# RECORDS PROVIDED
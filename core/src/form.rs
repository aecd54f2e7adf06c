//! Multipart form payloads.
//!
//! # Design
//! `FormPayload` is assembled by the caller and handed to
//! `reqwest::multipart::Form` for RFC 7578 encoding. The client never looks
//! inside it: whatever entries the caller adds are encoded in insertion order
//! and sent unchanged. Every encoding picks a fresh random boundary, so
//! `EncodedForm` carries the content type and the body together.

use std::io;
use std::path::Path;

use futures_util::TryStreamExt;
use reqwest::multipart::{Form, Part};

use crate::error::ApiError;

/// Field name the merge endpoint reads the web-system export from.
pub const WEB_FILE_FIELD: &str = "web_file";
/// Field name the merge endpoint reads the Bitrix export from.
pub const BITRIX_FILE_FIELD: &str = "bitrix_file";

/// File content for one multipart part.
#[derive(Debug, Clone, PartialEq, Eq)]
pub struct FilePart {
    file_name: String,
    content_type: String,
    data: Vec<u8>,
}

impl FilePart {
    /// Create a part, guessing its content type from the file name extension.
    pub fn new(file_name: impl Into<String>, data: impl Into<Vec<u8>>) -> Self {
        let file_name = file_name.into();
        let content_type = mime_guess::from_path(&file_name)
            .first_or_octet_stream()
            .to_string();
        Self {
            file_name,
            content_type,
            data: data.into(),
        }
    }

    /// Read a file from disk. The part's file name is the last path component.
    pub fn from_path(path: impl AsRef<Path>) -> io::Result<Self> {
        let path = path.as_ref();
        let file_name = path
            .file_name()
            .map(|name| name.to_string_lossy().into_owned())
            .ok_or_else(|| {
                io::Error::new(
                    io::ErrorKind::InvalidInput,
                    format!("{} has no file name", path.display()),
                )
            })?;
        let data = std::fs::read(path)?;
        Ok(Self::new(file_name, data))
    }

    /// Override the guessed content type.
    pub fn with_content_type(mut self, content_type: impl Into<String>) -> Self {
        self.content_type = content_type.into();
        self
    }

    pub fn file_name(&self) -> &str {
        &self.file_name
    }

    pub fn content_type(&self) -> &str {
        &self.content_type
    }

    pub fn data(&self) -> &[u8] {
        &self.data
    }
}

/// One named entry of a form.
#[derive(Debug, Clone, PartialEq, Eq)]
pub enum FormEntry {
    Text { name: String, value: String },
    File { name: String, part: FilePart },
}

impl FormEntry {
    pub fn name(&self) -> &str {
        match self {
            FormEntry::Text { name, .. } | FormEntry::File { name, .. } => name.as_str(),
        }
    }
}

/// A caller-built multipart form.
#[derive(Debug, Clone, Default, PartialEq, Eq)]
pub struct FormPayload {
    entries: Vec<FormEntry>,
}

/// A form rendered to bytes.
#[derive(Debug, Clone, PartialEq, Eq)]
pub struct EncodedForm {
    pub boundary: String,
    /// `multipart/form-data; boundary=...` matching `body`.
    pub content_type: String,
    pub body: Vec<u8>,
}

impl FormPayload {
    pub fn new() -> Self {
        Self::default()
    }

    /// The two-file form posted to the merge endpoint.
    pub fn merge_files(web_file: FilePart, bitrix_file: FilePart) -> Self {
        Self::new()
            .file(WEB_FILE_FIELD, web_file)
            .file(BITRIX_FILE_FIELD, bitrix_file)
    }

    pub fn text(mut self, name: impl Into<String>, value: impl Into<String>) -> Self {
        self.entries.push(FormEntry::Text {
            name: name.into(),
            value: value.into(),
        });
        self
    }

    pub fn file(mut self, name: impl Into<String>, part: FilePart) -> Self {
        self.entries.push(FormEntry::File {
            name: name.into(),
            part,
        });
        self
    }

    pub fn entries(&self) -> &[FormEntry] {
        &self.entries
    }

    /// Build the equivalent `reqwest` form. Fails only on an unparsable
    /// content type set through `FilePart::with_content_type`.
    pub fn to_multipart(&self) -> Result<Form, ApiError> {
        let mut form = Form::new();
        for entry in &self.entries {
            form = match entry {
                FormEntry::Text { name, value } => form.text(name.clone(), value.clone()),
                FormEntry::File { name, part } => {
                    let part = Part::bytes(part.data.clone())
                        .file_name(part.file_name.clone())
                        .mime_str(&part.content_type)
                        .map_err(ApiError::Form)?;
                    form.part(name.clone(), part)
                }
            };
        }
        Ok(form)
    }

    /// Encode the form as a `multipart/form-data` body.
    ///
    /// All parts are in memory, so the stream never waits on I/O.
    pub async fn encode(&self) -> Result<EncodedForm, ApiError> {
        let form = self.to_multipart()?;
        let boundary = form.boundary().to_string();
        let body = form
            .into_stream()
            .map_ok(|chunk| chunk.to_vec())
            .try_concat()
            .await
            .map_err(ApiError::Form)?;
        Ok(EncodedForm {
            content_type: format!("multipart/form-data; boundary={boundary}"),
            boundary,
            body,
        })
    }
}
use log::info;
use tokio::net::TcpListener;

#[tokio::main]
async fn main() -> Result<(), std::io::Error> {
    env_logger::Builder::from_env(env_logger::Env::default().default_filter_or("info")).init();

    let port = std::env::var("PORT").unwrap_or_else(|_| "3000".to_string());
    let addr = format!("127.0.0.1:{port}");
    let listener = TcpListener::bind(&addr).await?;
    info!("listening on {addr}");
    mock_merge_server::run(listener).await
}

# TASK OBJECTIVE
Above are the records; from them, give again exactly the lines from the one containing "pub struct EncodedForm" through the one containing "the merge endpoint.", both included.

# TASK ANSWER
pub struct EncodedForm {
    pub boundary: String,
    /// `multipart/form-data; boundary=...` matching `body`.
    pub content_type: String,
    pub body: Vec<u8>,
}

impl FormPayload {
    pub fn new() -> Self {
        Self::default()
    }

    /// The two-file form posted to the merge endpoint.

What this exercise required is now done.